# Skid Shoes?



## J_Bryant (Dec 10, 2012)

I have a 48 inch cycle country plow on my ATV, Alot of people have told me to take the skid shoes off, But i dont know if i should, I dont even know the purpose of them, And how sould i have them adjusted if i do keep them on?...


----------



## trustyrusty (Dec 31, 2008)

If you are plowing pavement of some type take them off as you will get a much cleaner scrape. You will occasionally have to replace the cutting edge though. If you are plowing gravel set them so that they ride on the shoe and hold the edge high enough above the surface to prevent the plow from scraping up gravel.


----------



## 30below (Jan 11, 2009)

^^^ +1

Also, some plow/atv setups will try dig down aggressively without shoes on.

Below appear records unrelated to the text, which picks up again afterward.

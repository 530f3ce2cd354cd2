//! Child-level pass: converges the instances of one child record.

use std::sync::{Arc, Mutex, PoisonError};

use fleet_model::{ChildRecord, ChildStatus, Instance, OwnerIdentity};
use fleet_reconcile::{plan_child, IdentityAllocator, ReconcileResult};
use tracing::{debug, info, instrument};

use crate::store::{create_as, get_as, list_as, update_as, ClusterStore, StoreError};

/// Reconciles instances of child records.
pub struct ChildReconciler {
    store: Arc<dyn ClusterStore>,
    allocator: Mutex<IdentityAllocator>,
}

impl ChildReconciler {
    pub fn new(store: Arc<dyn ClusterStore>) -> Self {
        Self::with_allocator(store, IdentityAllocator::new())
    }

    /// Uses `allocator` for pool names, e.g. a seeded one in tests.
    pub fn with_allocator(store: Arc<dyn ClusterStore>, allocator: IdentityAllocator) -> Self {
        Self {
            store,
            allocator: Mutex::new(allocator),
        }
    }

    /// Runs one pass for the record `namespace/name`.
    ///
    /// Returns the status the record reports afterwards.
    #[instrument(skip(self), fields(record = %name))]
    pub async fn reconcile(&self, namespace: &str, name: &str) -> ReconcileResult<ChildStatus> {
        let store = self.store.as_ref();
        let record: ChildRecord = get_as(store, namespace, name).await?;

        let owner = OwnerIdentity::of(&record.metadata);
        let observed: Vec<Instance> =
            list_as(store, namespace, &owner.selector(record.kind())).await?;
        let observed_count = observed.len();

        let plan = {
            let mut allocator = self
                .allocator
                .lock()
                .unwrap_or_else(PoisonError::into_inner);
            plan_child(&record, observed, &mut allocator)?
        };

        debug!(
            kind = %record.kind(),
            desired = record.spec.replicas,
            observed = observed_count,
            path = ?plan.path,
            "planned child pass"
        );

        // Delete first so capacity never exceeds the desired count.
        for instance in &plan.to_delete {
            match store.delete(&instance.key()).await {
                Ok(()) | Err(StoreError::NotFound(_)) => {
                    info!(instance = %instance.name(), "deleted instance");
                }
                Err(err) => return Err(err.into()),
            }
        }

        for instance in plan.to_create.iter().cloned() {
            let created = create_as(store, instance).await?;
            info!(instance = %created.name(), "created instance");
        }

        if record.status != plan.status {
            let status = plan.status.clone();
            let mut updated = record;
            updated.status = plan.status;
            update_as(store, updated).await?;
            return Ok(status);
        }

        Ok(record.status)
    }
}
//! Cluster state store interface.
//!
//! The store holds typed, namespaced objects and exposes:
//! - get/list/create/update/delete with optimistic concurrency
//! - label-selected listing
//! - a watch stream of changes
//!
//! Deleting an object deletes everything that names it as owner. An
//! in-memory implementation is provided for tests and local runs.

mod memory;

pub use memory::{MemoryStore, Operation};

use async_trait::async_trait;
use fleet_model::{
    ChildRecord, Fleet, Instance, LabelSelector, Object, ObjectKey, ObjectKind, Service,
};
use fleet_reconcile::ReconcileError;
use thiserror::Error;
use tokio::sync::broadcast;

/// Result type for store operations.
pub type StoreResult<T> = Result<T, StoreError>;

/// Store errors.
#[derive(Debug, Clone, Error, PartialEq, Eq)]
pub enum StoreError {
    #[error("{0} not found")]
    NotFound(ObjectKey),

    #[error("{0} already exists")]
    AlreadyExists(ObjectKey),

    /// Stale resource version on update.
    #[error("conflict on {key}: expected version {expected}, found {found}")]
    Conflict {
        key: ObjectKey,
        expected: u64,
        found: u64,
    },

    #[error("store unavailable: {0}")]
    Unavailable(String),

    /// Stored object has a different kind than requested.
    #[error("unexpected object for {0}")]
    UnexpectedKind(ObjectKey),
}

impl From<StoreError> for ReconcileError {
    fn from(err: StoreError) -> Self {
        match err {
            StoreError::NotFound(_) => ReconcileError::NotFound(err.to_string()),
            StoreError::AlreadyExists(_) | StoreError::Conflict { .. } => {
                ReconcileError::Conflict(err.to_string())
            }
            StoreError::Unavailable(_) => ReconcileError::StoreUnavailable(err.to_string()),
            StoreError::UnexpectedKind(_) => ReconcileError::Internal(err.to_string()),
        }
    }
}

/// A change observed through [`ClusterStore::watch`].
#[derive(Debug, Clone, PartialEq)]
pub enum WatchEvent {
    /// Created or updated; carries the stored object.
    Applied(Object),

    /// Deleted, directly or through its owner.
    Deleted(Object),
}

impl WatchEvent {
    pub fn object(&self) -> &Object {
        match self {
            WatchEvent::Applied(object) | WatchEvent::Deleted(object) => object,
        }
    }
}

/// Cluster state store interface.
#[async_trait]
pub trait ClusterStore: Send + Sync {
    async fn get(&self, key: &ObjectKey) -> StoreResult<Object>;

    /// Objects of `kind` matching `selector`; `namespace = None` spans all.
    async fn list(
        &self,
        kind: ObjectKind,
        namespace: Option<&str>,
        selector: &LabelSelector,
    ) -> StoreResult<Vec<Object>>;

    /// Stores a new object. The store assigns version and creation time.
    async fn create(&self, object: Object) -> StoreResult<Object>;

    /// Replaces an object whose resource version matches the stored one.
    async fn update(&self, object: Object) -> StoreResult<Object>;

    /// Deletes an object and, eventually, everything it owns.
    async fn delete(&self, key: &ObjectKey) -> StoreResult<()>;

    /// Subscribes to changes made after this call.
    fn watch(&self) -> broadcast::Receiver<WatchEvent>;
}

/// Typed view of [`Object`] variants.
pub trait Stored: Sized + Into<Object> {
    const KIND: ObjectKind;

    fn from_object(object: Object) -> Option<Self>;
}

impl Stored for Fleet {
    const KIND: ObjectKind = ObjectKind::Fleet;

    fn from_object(object: Object) -> Option<Self> {
        object.into_fleet()
    }
}

impl Stored for ChildRecord {
    const KIND: ObjectKind = ObjectKind::Child;

    fn from_object(object: Object) -> Option<Self> {
        object.into_child()
    }
}

impl Stored for Instance {
    const KIND: ObjectKind = ObjectKind::Instance;

    fn from_object(object: Object) -> Option<Self> {
        object.into_instance()
    }
}

impl Stored for Service {
    const KIND: ObjectKind = ObjectKind::Service;

    fn from_object(object: Object) -> Option<Self> {
        object.into_service()
    }
}

fn downcast<T: Stored>(object: Object) -> StoreResult<T> {
    let key = object.key();
    T::from_object(object).ok_or(StoreError::UnexpectedKind(key))
}

/// Fetches `namespace/name` as a `T`.
pub async fn get_as<T: Stored>(
    store: &dyn ClusterStore,
    namespace: &str,
    name: &str,
) -> StoreResult<T> {
    let object = store.get(&ObjectKey::new(T::KIND, namespace, name)).await?;
    downcast(object)
}

/// Lists `T`s in `namespace` matching `selector`.
pub async fn list_as<T: Stored>(
    store: &dyn ClusterStore,
    namespace: &str,
    selector: &LabelSelector,
) -> StoreResult<Vec<T>> {
    store
        .list(T::KIND, Some(namespace), selector)
        .await?
        .into_iter()
        .map(downcast)
        .collect()
}

/// Creates `value` and returns the stored copy.
pub async fn create_as<T: Stored>(store: &dyn ClusterStore, value: T) -> StoreResult<T> {
    downcast(store.create(value.into()).await?)
}

/// Updates `value` and returns the stored copy.
pub async fn update_as<T: Stored>(store: &dyn ClusterStore, value: T) -> StoreResult<T> {
    downcast(store.update(value.into()).await?)
}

I use the shoes, I've always called them feet, on mine for the first couple snowfalls until there is a nice ice base to keep the gravel from coming up. After there's a hard base from driving and settling, I'll take them off or raise them to the point of uselessness for the cleaner look.


----------



## Robinson_Cnst (Jan 4, 2013)

I have one plow, cycle country, with the shoes adjusted up real far for a concrete. Then my Can-Am plow has the big round shoes adjusted for gravel. I plow quite a few large gravel drives and it works great.


----------